Elas passaram de aposta para turbinar o turismo em Porto Alegre a um dos segmentos mais impactados pela pandemia. Após o baque inicial, as cervejarias têm se reinventado, na busca pela sobrevivência em um mercado dilacerado pela crise. Como tantos outros, o ramo percebeu na venda online uma aliada, mas os empresários dizem ainda depender de financiamento e redução nos custos para continuarem atuando.
É o caso da 4Beer, com unidades no 4° Distrito e na Zona Sul. Segundo um dos sócios do estabelecimento, o faturamento atual corresponde a 20% do anterior à pandemia. Para tentar reverter o cenário, a cervejaria apostou em um aplicativo próprio, onde evita pagamento de taxas no delivery de bebidas, carnes e hambúrgueres. Outra alternativa foi investir em maquinário de envase em lata, para facilitar o transporte. O growler pet (espécie de garrafão de plástico, com menor custo) também é usado nas entregas.
– Estamos tentando de tudo para nos manter, mas tivemos que recorrer a empréstimo – diz Caio De Santi, que comanda o estabelecimento com outros dois sócios.
O financiamento foi conquistado com a ajuda da Associação Gaúcha de Microcervejarias (AGM), entidade sem fins lucrativos que, mais do que nunca, tem auxiliado o segmento com medidas de incentivo. Uma das iniciativas é o projeto GoCraft – venda online de um "pacote surpresa", com cervejas artesanais de diversas marcas gaúchas. O próximo passo é incluir os produtos nas gôndolas dos supermercados.
– Estamos buscando o apoio do varejo, esperamos que eles se sensibilizem com nossa causa – afirma Diego Machado, presidente da AGM.
Na contramão dos supermercados, os bares permanecem fechados há quatro meses, o que parecia um pesadelo para a cervejaria 4 Árvores, fábrica do 4° Distrito que precisou trocar a distribuição de cerveja pela telentrega ao consumidor final. Mas tem dado certo: hoje, com entrega a domicílio e preço mais acessível, o estabelecimento atinge 75% do faturamento anterior.
– A pandemia nos mostrou uma nova possibilidade. Tem muita gente bebendo a nossa cerveja em casa – conclui Ivan Diehl, sócio da cervejaria.
Entrevista
"Se continuar do jeito que está, metade não chega a 2021"
Para Diego Machado, presidente da Associação Gaúcha de Microcervejarias, a probabilidade é de que, apesar das reinvenções, muitos estabelecimentos não resistam à crise trazida pela pandemia. Em conversa com GaúchaZH, o economista traçou prognósticos para o segmento.

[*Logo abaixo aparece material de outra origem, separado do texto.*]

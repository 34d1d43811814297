//! Deck construction and shuffling.

use alloc::collections::VecDeque;
use alloc::vec::Vec;

use rand::seq::SliceRandom;
use rand_chacha::ChaCha8Rng;

use crate::card::{Card, DECK_SIZE, Suit};

/// Number of decks combined into a shoe by default.
pub const DEFAULT_DECKS: u8 = 3;

/// Builds `multiplier` standard decks in order (suit by suit, ace to king).
#[must_use]
pub fn new_deck(multiplier: u8) -> Vec<Card> {
    let mut cards = Vec::with_capacity(usize::from(multiplier) * DECK_SIZE);

    for _ in 0..multiplier {
        for suit in Suit::ALL {
            for rank in 1..=13 {
                cards.push(Card::new(suit, rank));
            }
        }
    }

    cards
}

/// Builds and shuffles a shoe of `multiplier` decks.
pub fn new_shoe(multiplier: u8, rng: &mut ChaCha8Rng) -> VecDeque<Card> {
    let mut cards = new_deck(multiplier);
    cards.shuffle(rng);
    cards.into()
}
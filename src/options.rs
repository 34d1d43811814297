//! Game configuration options.

use crate::deck::DEFAULT_DECKS;

/// Configuration options for a blackjack game.
///
/// Use the builder pattern to customize options:
///
/// ```
/// use bjcore::GameOptions;
///
/// let options = GameOptions::default()
///     .with_decks(6)
///     .with_stand_on_soft_17(true);
/// ```
#[derive(Debug, Clone, Copy, PartialEq)]
pub struct GameOptions {
    /// Number of decks combined into the shoe.
    pub decks: u8,
    /// Whether dealer stands on soft 17.
    pub stand_on_soft_17: bool,
    /// Deck penetration (fraction of the shoe played before reshuffle).
    /// 0 to disable reshuffling.
    pub penetration: f64,
}

impl Default for GameOptions {
    fn default() -> Self {
        Self {
            decks: DEFAULT_DECKS,
            stand_on_soft_17: false,
            penetration: 0.75,
        }
    }
}

impl GameOptions {
    /// Sets the number of decks.
    ///
    /// # Example
    ///
    /// ```
    /// use bjcore::GameOptions;
    ///
    /// let options = GameOptions::default().with_decks(6);
    /// assert_eq!(options.decks, 6);
    /// ```
    #[must_use]
    pub const fn with_decks(mut self, decks: u8) -> Self {
        self.decks = decks;
        self
    }

    /// Sets whether dealer stands on soft 17.
    ///
    /// # Example
    ///
    /// ```
    /// use bjcore::GameOptions;
    ///
    /// let options = GameOptions::default().with_stand_on_soft_17(true);
    /// assert!(options.stand_on_soft_17);
    /// ```
    #[must_use]
    pub const fn with_stand_on_soft_17(mut self, stand: bool) -> Self {
        self.stand_on_soft_17 = stand;
        self
    }

    /// Sets the deck penetration.
    ///
    /// # Example
    ///
    /// ```
    /// use bjcore::GameOptions;
    ///
    /// let options = GameOptions::default().with_penetration(0.80);
    /// assert_eq!(options.penetration, 0.80);
    /// ```
    #[must_use]
    pub const fn with_penetration(mut self, penetration: f64) -> Self {
        self.penetration = penetration;
        self
    }
}
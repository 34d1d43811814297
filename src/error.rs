//! Error types for game operations.

use thiserror::Error;

/// Errors that can occur during dealing.
#[derive(Debug, Clone, Copy, PartialEq, Eq, Error)]
pub enum DealError {
    /// Fewer than four cards left in the shoe.
    #[error("not enough cards in the shoe")]
    NotEnoughCards,
}

/// Errors that can occur during hit, stand and dealer play.
#[derive(Debug, Clone, Copy, PartialEq, Eq, Error)]
pub enum ActionError {
    /// No hand is current in this phase.
    #[error("invalid game state for this action")]
    InvalidState,
    /// No cards left in the shoe.
    #[error("no cards left in the shoe")]
    NoCards,
}
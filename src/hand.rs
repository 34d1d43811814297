//! Hand representation and scoring.

extern crate alloc;

use alloc::string::{String, ToString};
use alloc::vec::Vec;
use core::fmt;

use crate::card::Card;

/// Placeholder shown in place of a concealed card.
pub const HIDDEN: &str = "**HIDDEN**";

/// An ordered hand of cards.
///
/// Scores are derived from the cards on every call and never cached.
#[derive(Debug, Clone, Default, PartialEq, Eq)]
pub struct Hand {
    cards: Vec<Card>,
}

impl Hand {
    /// Creates a new empty hand.
    #[must_use]
    pub const fn new() -> Self {
        Self { cards: Vec::new() }
    }

    /// Creates a hand holding the given cards in order.
    #[must_use]
    pub fn from_cards(cards: impl IntoIterator<Item = Card>) -> Self {
        Self {
            cards: cards.into_iter().collect(),
        }
    }

    /// Adds a card to the hand.
    pub fn add_card(&mut self, card: Card) {
        self.cards.push(card);
    }

    /// Returns the cards in the hand.
    #[must_use]
    pub fn cards(&self) -> &[Card] {
        &self.cards
    }

    /// Returns the first card dealt, if any.
    #[must_use]
    pub fn first(&self) -> Option<&Card> {
        self.cards.first()
    }

    /// Returns the number of cards in the hand.
    #[must_use]
    pub fn len(&self) -> usize {
        self.cards.len()
    }

    /// Returns whether the hand is empty.
    #[must_use]
    pub fn is_empty(&self) -> bool {
        self.cards.is_empty()
    }

    /// Renders every card, comma separated.
    #[must_use]
    pub fn render(&self) -> String {
        self.to_string()
    }

    /// Renders the first card and conceals the rest.
    #[must_use]
    pub fn render_hidden(&self) -> String {
        match self.cards.first() {
            None => String::new(),
            Some(card) if self.cards.len() == 1 => card.to_string(),
            Some(card) => alloc::format!("{card}, {HIDDEN}"),
        }
    }

    /// Hand total with every ace counted as 1.
    #[must_use]
    pub fn min_score(&self) -> u8 {
        self.cards
            .iter()
            .fold(0u8, |total, card| total.saturating_add(card.points()))
    }

    /// Best hand total.
    ///
    /// A total of 11 or less with at least one ace promotes exactly one ace
    /// to 11. A second promotion would always bust, so no ace tracking is
    /// needed.
    #[must_use]
    pub fn score(&self) -> u8 {
        let min_score = self.min_score();
        if min_score > 11 {
            return min_score;
        }
        if self.cards.iter().any(Card::is_ace) {
            min_score + 10
        } else {
            min_score
        }
    }

    /// Returns whether an ace is currently counted as 11.
    #[must_use]
    pub fn is_soft(&self) -> bool {
        self.score() != self.min_score()
    }

    /// Returns whether the hand is over 21.
    #[must_use]
    pub fn is_bust(&self) -> bool {
        self.score() > 21
    }

    /// Returns whether the hand is a two-card 21.
    #[must_use]
    pub fn is_blackjack(&self) -> bool {
        self.cards.len() == 2 && self.score() == 21
    }
}

impl fmt::Display for Hand {
    fn fmt(&self, f: &mut fmt::Formatter<'_>) -> fmt::Result {
        for (i, card) in self.cards.iter().enumerate() {
            if i > 0 {
                f.write_str(", ")?;
            }
            write!(f, "{card}")?;
        }
        Ok(())
    }
}
use alloc::vec::Vec;
use core::mem;

use log::{debug, info};

use crate::card::Card;
use crate::error::{ActionError, DealError};
use crate::hand::Hand;
use crate::result::HandReport;

use super::{GameState, Phase};

/// Cards drawn by the opening deal.
const OPENING_CARDS: usize = 4;

impl GameState {
    /// Moves to the next phase in place.
    fn advance(&mut self) -> Result<(), ActionError> {
        self.phase = self.phase.next().ok_or(ActionError::InvalidState)?;
        Ok(())
    }

    /// Deals a new hand: player, dealer, player, dealer.
    ///
    /// Both hands are reset first and the phase returns to
    /// [`Phase::PlayerTurn`].
    ///
    /// # Errors
    ///
    /// Returns [`DealError::NotEnoughCards`] if fewer than four cards remain.
    /// Nothing is drawn in that case.
    pub fn deal(&self) -> Result<Self, DealError> {
        let mut next = self.clone();
        let available = next.deck.len().min(OPENING_CARDS);
        let [player_first, dealer_first, player_second, dealer_second]: [Card; OPENING_CARDS] =
            next.deck
                .drain(..available)
                .collect::<Vec<_>>()
                .try_into()
                .map_err(|_| DealError::NotEnoughCards)?;

        next.player = Hand::from_cards([player_first, player_second]);
        next.dealer = Hand::from_cards([dealer_first, dealer_second]);
        next.phase = Phase::PlayerTurn;

        debug!(
            "dealt player [{}] dealer [{}], {} cards left",
            next.player,
            next.dealer.render_hidden(),
            next.deck.len()
        );
        Ok(next)
    }

    /// Draws a card into the current hand.
    ///
    /// A hand that goes over 21 ends its turn as if it had stood.
    ///
    /// # Errors
    ///
    /// Returns [`ActionError::InvalidState`] once the hand is over, or
    /// [`ActionError::NoCards`] if the shoe is empty.
    pub fn hit(&self) -> Result<Self, ActionError> {
        let mut next = self.clone();
        let hand = match next.phase {
            Phase::PlayerTurn => &mut next.player,
            Phase::DealerTurn => &mut next.dealer,
            Phase::HandOver => return Err(ActionError::InvalidState),
        };
        let card = next.deck.pop_front().ok_or(ActionError::NoCards)?;
        hand.add_card(card);
        let score = hand.score();

        debug!("{:?} drew {card}, score {score}", next.phase);
        if score > 21 {
            next.advance()?;
        }
        Ok(next)
    }

    /// Ends the current turn.
    ///
    /// # Errors
    ///
    /// Returns [`ActionError::InvalidState`] if the hand is already over.
    pub fn stand(&self) -> Result<Self, ActionError> {
        let mut next = self.clone();
        next.advance()?;
        debug!("{:?} stands", self.phase);
        Ok(next)
    }

    /// Scores the hand and clears both hands for the next deal.
    ///
    /// The shoe and the phase are left as they are. The report is also
    /// logged at `info` level.
    #[must_use]
    pub fn end_hand(&self) -> (Self, HandReport) {
        let mut next = self.clone();
        let report = HandReport::new(mem::take(&mut next.player), mem::take(&mut next.dealer));

        info!(
            "hand over: player {} [{}] dealer {} [{}]: {}",
            report.player_score, report.player, report.dealer_score, report.dealer, report.outcome
        );
        (next, report)
    }
}
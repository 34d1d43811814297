//! Game state and transitions.

use alloc::collections::VecDeque;

use log::debug;
use rand::SeedableRng;
use rand_chacha::ChaCha8Rng;

use crate::card::{Card, DECK_SIZE};
use crate::deck::new_shoe;
use crate::hand::Hand;
use crate::options::GameOptions;

mod actions;
mod dealer;
pub mod state;

pub use dealer::DealerAction;
pub use state::Phase;

/// A complete snapshot of a blackjack hand in progress.
///
/// Every transition borrows the current snapshot and returns a new one, so a
/// state value is never changed once built. The control loop owns the live
/// state and replaces it with each result:
///
/// ```
/// use bjcore::{GameOptions, GameState, Phase};
///
/// let state = GameState::new(GameOptions::default(), 42).shuffle();
/// let state = state.deal()?;
/// let state = state.stand()?;
/// assert_eq!(state.phase(), Phase::DealerTurn);
/// # Ok::<(), Box<dyn core::error::Error>>(())
/// ```
#[derive(Debug, Clone, PartialEq)]
pub struct GameState {
    /// Game options.
    options: GameOptions,
    /// Cards left in the shoe, drawn from the front.
    deck: VecDeque<Card>,
    /// Current phase.
    phase: Phase,
    /// Player's hand.
    player: Hand,
    /// Dealer's hand.
    dealer: Hand,
    /// Generator used by the next shuffle.
    rng: ChaCha8Rng,
}

impl GameState {
    /// Creates a fresh state with an empty shoe and empty hands.
    ///
    /// Call [`GameState::shuffle`] before the first deal.
    #[must_use]
    pub fn new(options: GameOptions, seed: u64) -> Self {
        Self {
            options,
            deck: VecDeque::new(),
            phase: Phase::PlayerTurn,
            player: Hand::new(),
            dealer: Hand::new(),
            rng: ChaCha8Rng::seed_from_u64(seed),
        }
    }

    /// Replaces the shoe with the given cards, first card drawn first.
    #[must_use]
    pub fn with_deck(mut self, cards: impl IntoIterator<Item = Card>) -> Self {
        self.deck = cards.into_iter().collect();
        self
    }

    /// Returns a state holding a freshly shuffled shoe.
    ///
    /// Hands and phase are carried over unchanged.
    #[must_use]
    pub fn shuffle(&self) -> Self {
        let mut next = self.clone();
        next.deck = new_shoe(next.options.decks, &mut next.rng);
        debug!("shuffled {} decks ({} cards)", next.options.decks, next.deck.len());
        next
    }

    /// Returns the game options.
    #[must_use]
    pub const fn options(&self) -> &GameOptions {
        &self.options
    }

    /// Returns the current phase.
    #[must_use]
    pub const fn phase(&self) -> Phase {
        self.phase
    }

    /// Returns the player's hand.
    #[must_use]
    pub const fn player(&self) -> &Hand {
        &self.player
    }

    /// Returns the dealer's hand.
    #[must_use]
    pub const fn dealer(&self) -> &Hand {
        &self.dealer
    }

    /// Returns the cards left in the shoe.
    #[must_use]
    pub const fn deck(&self) -> &VecDeque<Card> {
        &self.deck
    }

    /// Returns the number of cards remaining in the shoe.
    #[must_use]
    pub fn cards_remaining(&self) -> usize {
        self.deck.len()
    }

    /// Returns the hand that draws in the current phase.
    ///
    /// Returns `None` once the hand is over.
    #[must_use]
    pub const fn current_hand(&self) -> Option<&Hand> {
        match self.phase {
            Phase::PlayerTurn => Some(&self.player),
            Phase::DealerTurn => Some(&self.dealer),
            Phase::HandOver => None,
        }
    }

    /// Returns whether either opening hand is a natural blackjack.
    #[must_use]
    pub fn has_natural(&self) -> bool {
        self.player.is_blackjack() || self.dealer.is_blackjack()
    }

    /// Returns whether the shoe needs reshuffling based on penetration.
    ///
    /// Returns `true` if the remaining cards are below the penetration threshold.
    /// If penetration is 0, always returns `false`.
    #[must_use]
    pub fn needs_reshuffle(&self) -> bool {
        if self.options.penetration == 0.0 {
            return false;
        }

        let total_cards = usize::from(self.options.decks) * DECK_SIZE;
        if total_cards == 0 {
            return true;
        }
        #[expect(
            clippy::cast_precision_loss,
            reason = "f64 has sufficient precision for card counts"
        )]
        let used_ratio = 1.0 - (self.deck.len() as f64 / total_cards as f64);

        used_ratio >= self.options.penetration
    }
}
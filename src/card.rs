//! Card types.

use core::fmt;

/// Card suit.
#[derive(Debug, Clone, Copy, PartialEq, Eq, Hash)]
pub enum Suit {
    /// Spades.
    Spades,
    /// Diamonds.
    Diamonds,
    /// Clubs.
    Clubs,
    /// Hearts.
    Hearts,
}

impl Suit {
    /// All four suits in deck order.
    pub const ALL: [Self; 4] = [Self::Spades, Self::Diamonds, Self::Clubs, Self::Hearts];
}

impl fmt::Display for Suit {
    fn fmt(&self, f: &mut fmt::Formatter<'_>) -> fmt::Result {
        let name = match self {
            Self::Spades => "Spades",
            Self::Diamonds => "Diamonds",
            Self::Clubs => "Clubs",
            Self::Hearts => "Hearts",
        };
        f.write_str(name)
    }
}

/// Rank of an ace.
pub const ACE: u8 = 1;
/// Rank of a jack.
pub const JACK: u8 = 11;
/// Rank of a queen.
pub const QUEEN: u8 = 12;
/// Rank of a king.
pub const KING: u8 = 13;

const RANK_NAMES: [&str; 13] = [
    "Ace", "Two", "Three", "Four", "Five", "Six", "Seven", "Eight", "Nine", "Ten", "Jack",
    "Queen", "King",
];

/// A playing card.
#[derive(Debug, Clone, Copy, PartialEq, Eq, Hash)]
pub struct Card {
    /// The suit of the card.
    pub suit: Suit,
    /// The rank of the card (1 = Ace, 11 = Jack, 12 = Queen, 13 = King).
    pub rank: u8,
}

impl Card {
    /// Creates a new card.
    ///
    /// Note: This function does not validate the rank. Values outside 1..=13
    /// are accepted but render as `"?"` and score by their raw value capped at 10.
    #[must_use]
    pub const fn new(suit: Suit, rank: u8) -> Self {
        Self { suit, rank }
    }

    /// Returns whether the card is an ace.
    #[must_use]
    pub const fn is_ace(&self) -> bool {
        self.rank == ACE
    }

    /// Hard point value: aces count 1, face cards count 10.
    #[must_use]
    pub const fn points(&self) -> u8 {
        if self.rank >= JACK { 10 } else { self.rank }
    }
}

impl fmt::Display for Card {
    fn fmt(&self, f: &mut fmt::Formatter<'_>) -> fmt::Result {
        let rank = RANK_NAMES
            .get(usize::from(self.rank).wrapping_sub(1))
            .copied()
            .unwrap_or("?");
        write!(f, "{rank} of {}", self.suit)
    }
}

/// Number of cards per deck.
pub const DECK_SIZE: usize = 52;
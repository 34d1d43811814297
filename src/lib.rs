//! A single-player blackjack engine with optional `no_std` support.
//!
//! The crate provides a [`GameState`] value that holds the shoe, both hands
//! and the current [`Phase`]. Every action (shuffle, deal, hit, stand, end
//! hand) borrows a state and returns a new one, leaving the input untouched.
//!
//! # Example
//!
//! ```no_run
//! use bjcore::{GameOptions, GameState, Phase};
//!
//! let mut state = GameState::new(GameOptions::default(), 42).shuffle();
//! state = state.deal()?;
//! while state.phase() == Phase::PlayerTurn && state.player().score() < 17 {
//!     state = state.hit()?;
//! }
//! if state.phase() == Phase::PlayerTurn {
//!     state = state.stand()?;
//! }
//! state = state.dealer_play()?;
//! let (_state, report) = state.end_hand();
//! println!("{report}");
//! # Ok::<(), Box<dyn core::error::Error>>(())
//! ```
#![cfg_attr(not(feature = "std"), no_std)]
#![cfg_attr(docsrs, feature(doc_cfg))]

#[cfg(all(not(feature = "std"), not(feature = "alloc")))]
compile_error!(
    "`std` is disabled but `alloc` feature is not enabled. Enable `alloc` or keep `std` enabled."
);

extern crate alloc;

pub mod card;
pub mod deck;
pub mod error;
pub mod game;
pub mod hand;
pub mod options;
pub mod result;

// Re-export main types
pub use card::{Card, DECK_SIZE, Suit};
pub use deck::{DEFAULT_DECKS, new_deck, new_shoe};
pub use error::{ActionError, DealError};
pub use game::{DealerAction, GameState, Phase};
pub use hand::Hand;
pub use options::GameOptions;
pub use result::{HandReport, Outcome};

Qual o maior desafio para as cervejarias gaúchas neste momento?
Uma cervejaria é como qualquer outra empresa, só se sustenta com a entrada de recursos. Quem não tiver caixa não vai sobreviver, principalmente as pequenas, que não têm capital de giro para se sustentar por muitos dias. Isso acaba prejudicando a sobrevida de operações. Muita gente ainda não parou para fazer a conta, para ver se vale ou não ficar aberto. Acredito que, mais para o final do ano, muitos vão se dar conta e uma triste realidade irá surgir.
As cervejarias pequenas serão as mais prejudicadas?
Sim. As pequenas, assim como as ciganas (sem planta cervejeira) e as muito grandes, que têm custo muito alto. Essas se valeram do mercado, que vai ser outro a partir de agora. As que têm médio porte e custo fixo poderão se sair melhor.
De modo geral, qual o prognóstico para o setor?
É triste falar isso, mas, se tudo continuar como está e se estender por uns dois meses, calculo que teremos uma redução de no mínimo 30% do parque fabril. Não sei se a metade delas chega a 2021. A maior parte das cervejarias confia seu faturamento em bares e restaurantes, então o impacto é muito grande. Acho que vamos levar uns cinco anos para resolver essa situação.
A situação é a mesma na Capital e no interior do Estado?
Acho que é pior em Porto Alegre e na Região Metropolitana. No Interior, a concorrência é menor, e a renda é mais bem distribuída, com economias mais resilientes.
Vale a pena buscar recursos para reinventar o modelo de negócio?
Estamos em um momento em que ninguém pode correr grandes riscos. Uma mudança de paradigma tem de ser bem estruturada, para que não venha a ser um projeto falido, não interessante. Não há margem para erro neste momento. As que se reinventarem terão que entender a necessidade de chegar ao consumidor final com o menor número de intermediários possível. Mas nem todo mundo vai ter fôlego.